(Stored data entries)
◆ ◆ ◆
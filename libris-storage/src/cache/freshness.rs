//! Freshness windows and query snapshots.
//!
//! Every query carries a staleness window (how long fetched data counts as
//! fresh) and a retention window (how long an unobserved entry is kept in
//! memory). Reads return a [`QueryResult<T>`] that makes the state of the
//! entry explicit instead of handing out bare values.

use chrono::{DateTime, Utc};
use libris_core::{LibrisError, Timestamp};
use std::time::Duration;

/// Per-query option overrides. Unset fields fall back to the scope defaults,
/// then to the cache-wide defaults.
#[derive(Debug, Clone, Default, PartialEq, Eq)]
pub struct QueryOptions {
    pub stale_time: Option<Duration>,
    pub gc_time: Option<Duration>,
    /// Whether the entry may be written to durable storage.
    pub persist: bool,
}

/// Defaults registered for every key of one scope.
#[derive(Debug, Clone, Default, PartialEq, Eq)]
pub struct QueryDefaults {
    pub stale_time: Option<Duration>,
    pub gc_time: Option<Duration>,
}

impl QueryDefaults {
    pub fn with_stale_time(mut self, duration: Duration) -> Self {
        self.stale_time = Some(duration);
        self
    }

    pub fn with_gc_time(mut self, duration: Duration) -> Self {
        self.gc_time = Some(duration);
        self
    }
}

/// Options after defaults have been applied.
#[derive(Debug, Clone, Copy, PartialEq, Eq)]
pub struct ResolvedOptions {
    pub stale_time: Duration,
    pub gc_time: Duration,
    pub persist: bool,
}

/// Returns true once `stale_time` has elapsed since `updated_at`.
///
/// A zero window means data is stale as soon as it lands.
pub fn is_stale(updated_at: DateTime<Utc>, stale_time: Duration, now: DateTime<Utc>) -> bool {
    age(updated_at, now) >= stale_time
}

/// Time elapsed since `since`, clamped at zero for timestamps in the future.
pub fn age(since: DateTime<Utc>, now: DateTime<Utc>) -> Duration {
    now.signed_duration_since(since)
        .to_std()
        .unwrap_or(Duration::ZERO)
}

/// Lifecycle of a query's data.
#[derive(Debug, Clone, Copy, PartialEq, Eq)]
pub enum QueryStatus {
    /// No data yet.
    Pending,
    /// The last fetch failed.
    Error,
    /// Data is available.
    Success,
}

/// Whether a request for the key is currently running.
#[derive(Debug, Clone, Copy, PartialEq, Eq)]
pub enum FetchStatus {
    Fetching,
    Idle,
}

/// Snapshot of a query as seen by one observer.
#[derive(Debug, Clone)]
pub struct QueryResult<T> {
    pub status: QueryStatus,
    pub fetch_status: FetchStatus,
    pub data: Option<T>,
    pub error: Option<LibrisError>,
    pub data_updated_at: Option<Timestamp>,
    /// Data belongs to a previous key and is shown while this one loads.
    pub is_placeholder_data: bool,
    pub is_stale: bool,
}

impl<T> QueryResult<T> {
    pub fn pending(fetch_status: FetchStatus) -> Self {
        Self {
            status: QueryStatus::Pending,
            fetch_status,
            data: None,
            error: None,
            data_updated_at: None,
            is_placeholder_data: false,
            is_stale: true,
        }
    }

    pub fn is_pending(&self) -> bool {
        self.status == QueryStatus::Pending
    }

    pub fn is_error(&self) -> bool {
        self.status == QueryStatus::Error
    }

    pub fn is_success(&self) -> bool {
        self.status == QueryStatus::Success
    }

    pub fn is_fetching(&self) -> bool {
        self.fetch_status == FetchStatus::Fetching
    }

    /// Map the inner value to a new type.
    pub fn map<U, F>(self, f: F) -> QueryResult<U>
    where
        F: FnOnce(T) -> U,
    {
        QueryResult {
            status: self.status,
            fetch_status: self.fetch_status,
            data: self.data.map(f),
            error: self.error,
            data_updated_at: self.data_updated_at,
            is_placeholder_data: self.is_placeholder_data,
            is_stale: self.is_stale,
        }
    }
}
◆ ◆ ◆
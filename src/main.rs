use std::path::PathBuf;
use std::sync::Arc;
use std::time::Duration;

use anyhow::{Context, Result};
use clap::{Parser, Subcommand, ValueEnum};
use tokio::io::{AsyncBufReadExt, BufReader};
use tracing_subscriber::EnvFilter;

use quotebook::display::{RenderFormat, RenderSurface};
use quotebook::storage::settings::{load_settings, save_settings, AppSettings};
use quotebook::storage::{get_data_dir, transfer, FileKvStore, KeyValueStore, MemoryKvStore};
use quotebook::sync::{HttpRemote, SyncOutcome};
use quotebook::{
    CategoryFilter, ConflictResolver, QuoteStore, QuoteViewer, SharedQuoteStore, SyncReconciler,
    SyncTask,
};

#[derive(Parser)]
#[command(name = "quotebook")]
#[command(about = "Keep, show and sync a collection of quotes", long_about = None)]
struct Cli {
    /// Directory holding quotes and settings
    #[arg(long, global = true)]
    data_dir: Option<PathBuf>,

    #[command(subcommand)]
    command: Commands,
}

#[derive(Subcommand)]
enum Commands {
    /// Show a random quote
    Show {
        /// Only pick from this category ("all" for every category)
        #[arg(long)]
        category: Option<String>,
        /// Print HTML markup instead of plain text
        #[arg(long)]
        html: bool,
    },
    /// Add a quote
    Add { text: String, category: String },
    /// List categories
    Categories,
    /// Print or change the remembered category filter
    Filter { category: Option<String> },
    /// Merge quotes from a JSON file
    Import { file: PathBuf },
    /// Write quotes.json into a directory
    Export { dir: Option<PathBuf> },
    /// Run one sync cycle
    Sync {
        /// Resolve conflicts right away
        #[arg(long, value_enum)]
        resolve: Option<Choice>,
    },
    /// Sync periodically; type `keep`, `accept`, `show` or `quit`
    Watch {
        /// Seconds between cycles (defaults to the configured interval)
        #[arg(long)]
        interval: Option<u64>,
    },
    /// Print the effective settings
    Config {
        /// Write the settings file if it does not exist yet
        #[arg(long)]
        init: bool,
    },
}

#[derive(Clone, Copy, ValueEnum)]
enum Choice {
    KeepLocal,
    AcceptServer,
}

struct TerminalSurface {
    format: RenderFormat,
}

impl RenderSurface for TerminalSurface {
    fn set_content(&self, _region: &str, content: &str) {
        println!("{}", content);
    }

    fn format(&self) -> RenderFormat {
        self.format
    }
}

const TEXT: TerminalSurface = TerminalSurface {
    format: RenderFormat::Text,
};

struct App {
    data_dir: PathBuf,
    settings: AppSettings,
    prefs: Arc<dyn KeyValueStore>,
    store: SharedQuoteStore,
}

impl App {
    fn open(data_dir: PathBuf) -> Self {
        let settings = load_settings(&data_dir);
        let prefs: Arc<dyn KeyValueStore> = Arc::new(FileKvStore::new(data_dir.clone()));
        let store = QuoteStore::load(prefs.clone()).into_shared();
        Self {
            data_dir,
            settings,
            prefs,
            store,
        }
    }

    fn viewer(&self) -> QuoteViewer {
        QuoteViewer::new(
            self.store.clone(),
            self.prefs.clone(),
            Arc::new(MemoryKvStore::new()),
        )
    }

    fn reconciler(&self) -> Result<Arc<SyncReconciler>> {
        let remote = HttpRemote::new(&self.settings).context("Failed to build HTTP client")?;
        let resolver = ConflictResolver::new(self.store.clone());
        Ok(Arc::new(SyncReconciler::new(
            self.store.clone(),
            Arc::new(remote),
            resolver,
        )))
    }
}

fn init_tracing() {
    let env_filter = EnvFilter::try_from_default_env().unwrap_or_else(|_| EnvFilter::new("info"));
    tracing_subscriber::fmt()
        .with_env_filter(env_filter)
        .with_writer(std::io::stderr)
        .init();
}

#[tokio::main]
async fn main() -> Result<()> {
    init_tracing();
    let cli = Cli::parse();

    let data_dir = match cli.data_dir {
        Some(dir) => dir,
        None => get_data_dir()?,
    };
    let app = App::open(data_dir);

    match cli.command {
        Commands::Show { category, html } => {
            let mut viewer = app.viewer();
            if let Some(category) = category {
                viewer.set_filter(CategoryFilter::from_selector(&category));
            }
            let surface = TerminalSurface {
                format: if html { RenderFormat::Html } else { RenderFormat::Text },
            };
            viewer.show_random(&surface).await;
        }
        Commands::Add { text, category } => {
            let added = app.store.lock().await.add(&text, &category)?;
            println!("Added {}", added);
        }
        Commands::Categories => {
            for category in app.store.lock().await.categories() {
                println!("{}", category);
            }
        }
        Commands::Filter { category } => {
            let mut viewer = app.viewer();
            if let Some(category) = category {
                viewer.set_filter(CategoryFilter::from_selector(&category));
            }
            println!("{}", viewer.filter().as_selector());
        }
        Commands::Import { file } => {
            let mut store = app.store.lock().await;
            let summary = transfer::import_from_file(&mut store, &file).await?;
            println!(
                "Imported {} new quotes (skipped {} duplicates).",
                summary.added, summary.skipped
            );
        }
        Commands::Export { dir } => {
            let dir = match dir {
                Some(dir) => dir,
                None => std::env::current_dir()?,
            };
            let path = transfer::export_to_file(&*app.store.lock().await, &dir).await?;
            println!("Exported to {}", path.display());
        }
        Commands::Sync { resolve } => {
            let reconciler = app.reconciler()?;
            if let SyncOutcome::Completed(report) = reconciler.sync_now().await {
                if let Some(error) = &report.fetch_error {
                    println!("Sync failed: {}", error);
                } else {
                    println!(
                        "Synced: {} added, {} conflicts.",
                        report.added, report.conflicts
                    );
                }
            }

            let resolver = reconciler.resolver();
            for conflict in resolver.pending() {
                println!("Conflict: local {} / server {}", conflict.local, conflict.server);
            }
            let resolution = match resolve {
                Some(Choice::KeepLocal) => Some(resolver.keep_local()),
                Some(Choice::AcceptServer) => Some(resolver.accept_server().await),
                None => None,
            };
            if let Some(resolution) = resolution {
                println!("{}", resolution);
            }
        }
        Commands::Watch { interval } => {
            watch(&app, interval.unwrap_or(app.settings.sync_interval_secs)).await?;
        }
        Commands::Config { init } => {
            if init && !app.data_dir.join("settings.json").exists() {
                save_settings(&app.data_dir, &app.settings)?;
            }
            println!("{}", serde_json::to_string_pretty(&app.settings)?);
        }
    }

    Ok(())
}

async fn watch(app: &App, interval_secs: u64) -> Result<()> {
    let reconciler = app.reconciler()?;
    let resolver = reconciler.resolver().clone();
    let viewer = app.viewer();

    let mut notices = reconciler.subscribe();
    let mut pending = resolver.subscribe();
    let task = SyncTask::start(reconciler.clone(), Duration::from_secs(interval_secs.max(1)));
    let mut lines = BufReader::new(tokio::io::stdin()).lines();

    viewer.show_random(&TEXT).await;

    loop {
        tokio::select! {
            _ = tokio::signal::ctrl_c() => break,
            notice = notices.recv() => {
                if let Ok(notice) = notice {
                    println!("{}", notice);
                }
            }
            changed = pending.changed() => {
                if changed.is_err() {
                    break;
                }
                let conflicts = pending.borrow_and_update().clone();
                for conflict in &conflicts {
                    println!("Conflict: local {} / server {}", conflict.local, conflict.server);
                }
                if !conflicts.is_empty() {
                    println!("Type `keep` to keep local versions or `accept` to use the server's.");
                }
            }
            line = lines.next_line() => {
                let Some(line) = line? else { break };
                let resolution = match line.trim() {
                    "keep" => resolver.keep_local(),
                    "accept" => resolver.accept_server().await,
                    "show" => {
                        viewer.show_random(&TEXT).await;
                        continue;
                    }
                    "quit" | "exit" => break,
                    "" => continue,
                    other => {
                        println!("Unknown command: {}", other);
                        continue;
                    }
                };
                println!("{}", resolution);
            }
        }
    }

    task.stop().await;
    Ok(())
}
◆ ◆ ◆
● What to do
Across the records above, return every line that contains the word "SyncReconciler".

● Exercise response
    CategoryFilter, ConflictResolver, QuoteStore, QuoteViewer, SharedQuoteStore, SyncReconciler,
    fn reconciler(&self) -> Result<Arc<SyncReconciler>> {
        Ok(Arc::new(SyncReconciler::new(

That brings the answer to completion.